The Brian Allen with a big heart and a childhood spent battling an autoimmune disorder.

And, just for good measure, about 25,000 Facebook followers.

He put the word out, which brought volunteers to the cause. And he joined forces with Buer to make a team of two.

I’ve known Brian for around three decades, going all the way back to working as young reporters in Sioux City, then covering the Iowa Legislature. We had something of a reunion when he arrived back in Sioux Falls to take the anchor’s chair at KSFY, which has since folded into the Dakota News Now collective of stations.

I know him to be an earnest and thoughtful person, which is probably the opposite of a TV caricature of pop culture.

So I believe his commitment to kids and JDRF to be one of sincerity and not publicity.
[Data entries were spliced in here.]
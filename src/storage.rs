//! Storage policy selectors.
//!
//! The second type parameter of [`Poly<D, S, F, T>`](crate::Poly) decides
//! where the payload lives and what copying a handle means:
//!
//! | selector | allocation | copy | mutation |
//! |---|---|---|---|
//! | [`Heap`] | always one block | deep | yes |
//! | [`Sbo<N>`] | none if the payload fits `N` bytes, else one block | deep | yes |
//! | [`Fixed<N>`] | never (oversized payloads fail to compile) | deep | yes |
//! | [`Borrowed<'a>`] | never | shallow | no |
//! | [`BorrowedMut<'a>`] | never | not copyable | yes |
//! | [`SharedCow`] | one block per distinct value | shallow | yes, detaches first |
//!
//! A payload fits `N` bytes when its size is at most `N` and its alignment is
//! at most [`INLINE_ALIGN`].

use core::marker::PhantomData;

pub use dynpoly_internals::INLINE_ALIGN;
use dynpoly_internals::{
    OwningStorage, RawBorrowed, RawBorrowedMut, RawFixed, RawHeap, RawSbo, RawShared, RawStorage,
};

/// Inline capacity of [`Sbo`] when none is given.
pub const DEFAULT_SBO_SIZE: usize = 16;

mod sealed {
    pub trait Sealed {}

    impl Sealed for super::Heap {}
    impl<const N: usize> Sealed for super::Sbo<N> {}
    impl<const N: usize> Sealed for super::Fixed<N> {}
    impl Sealed for super::Borrowed<'_> {}
    impl Sealed for super::BorrowedMut<'_> {}
    impl Sealed for super::SharedCow {}
}

/// Selects where a handle stores its payload.
///
/// This trait is sealed. Use one of the selectors in this module.
pub trait StoragePolicy: sealed::Sealed {
    /// The raw storage state kept inside the handle.
    type Raw: RawStorage;
}

/// Storage policies that own their payload and can be built from a value.
pub trait OwningPolicy: StoragePolicy<Raw: OwningStorage> {}

/// Storage policies whose handles implement [`Clone`].
///
/// [`BorrowedMut`] is the only policy without it.
pub trait CopyableStorage: StoragePolicy {}

/// One owned heap block per handle.
#[derive(Copy, Clone, PartialEq, Eq, PartialOrd, Ord, Debug, Default, Hash)]
pub struct Heap;

/// Inline buffer of `N` bytes, with a heap block for payloads that do not fit.
#[derive(Copy, Clone, PartialEq, Eq, PartialOrd, Ord, Debug, Default, Hash)]
pub struct Sbo<const N: usize = DEFAULT_SBO_SIZE>;

/// Inline buffer of `N` bytes and nothing else.
#[derive(Copy, Clone, PartialEq, Eq, PartialOrd, Ord, Debug, Default, Hash)]
pub struct Fixed<const N: usize>;

/// Read-only reference to a payload owned elsewhere, valid for `'a`.
#[derive(Copy, Clone, PartialEq, Eq, PartialOrd, Ord, Debug, Default, Hash)]
pub struct Borrowed<'a>(PhantomData<&'a ()>);

/// Writable reference to a payload owned elsewhere, valid for `'a`.
#[derive(Copy, Clone, PartialEq, Eq, PartialOrd, Ord, Debug, Default, Hash)]
pub struct BorrowedMut<'a>(PhantomData<&'a mut ()>);

/// One reference-counted block shared by all copies, detached on write.
#[derive(Copy, Clone, PartialEq, Eq, PartialOrd, Ord, Debug, Default, Hash)]
pub struct SharedCow;

impl StoragePolicy for Heap {
    type Raw = RawHeap;
}

impl<const N: usize> StoragePolicy for Sbo<N> {
    type Raw = RawSbo<N>;
}

impl<const N: usize> StoragePolicy for Fixed<N> {
    type Raw = RawFixed<N>;
}

impl<'a> StoragePolicy for Borrowed<'a> {
    type Raw = RawBorrowed<'a>;
}

impl<'a> StoragePolicy for BorrowedMut<'a> {
    type Raw = RawBorrowedMut<'a>;
}

impl StoragePolicy for SharedCow {
    type Raw = RawShared;
}

impl OwningPolicy for Heap {}
impl<const N: usize> OwningPolicy for Sbo<N> {}
impl<const N: usize> OwningPolicy for Fixed<N> {}
impl OwningPolicy for SharedCow {}

impl CopyableStorage for Heap {}
impl<const N: usize> CopyableStorage for Sbo<N> {}
impl<const N: usize> CopyableStorage for Fixed<N> {}
impl CopyableStorage for Borrowed<'_> {}
impl CopyableStorage for SharedCow {}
“While the end result is fundraising, we are trying to get more people involved by talking about compassion, kindness and empathy,” Allen told me when we first chatted about his interest in JDRF. “If we recognize a need and do nothing about it then what does that say about us?”

The details are coming together for the 2023 JDRF One Walk in Sioux Falls. Exact date and place aren’t yet finalized but it will be in early June 2023.

More than 30 people showed up for an organizational meeting in October. There most certainly will be more hands to do the work.

Buer hopes not to just raise awareness, but also to bring people with Type 1 Diabetes together for support and sharing information. Her niece is 15 now and just passed three years since the diagnosis.

The experience points out that people with Type 1 need to know what options are available to them and how to access resources.

The fortunate pairing of an aunt on a mission and a news anchor with a platform may go a long way to ensuring that happens.

“I kind of get mad,” Buer admits. “The diabetics in my life deserve those resources.”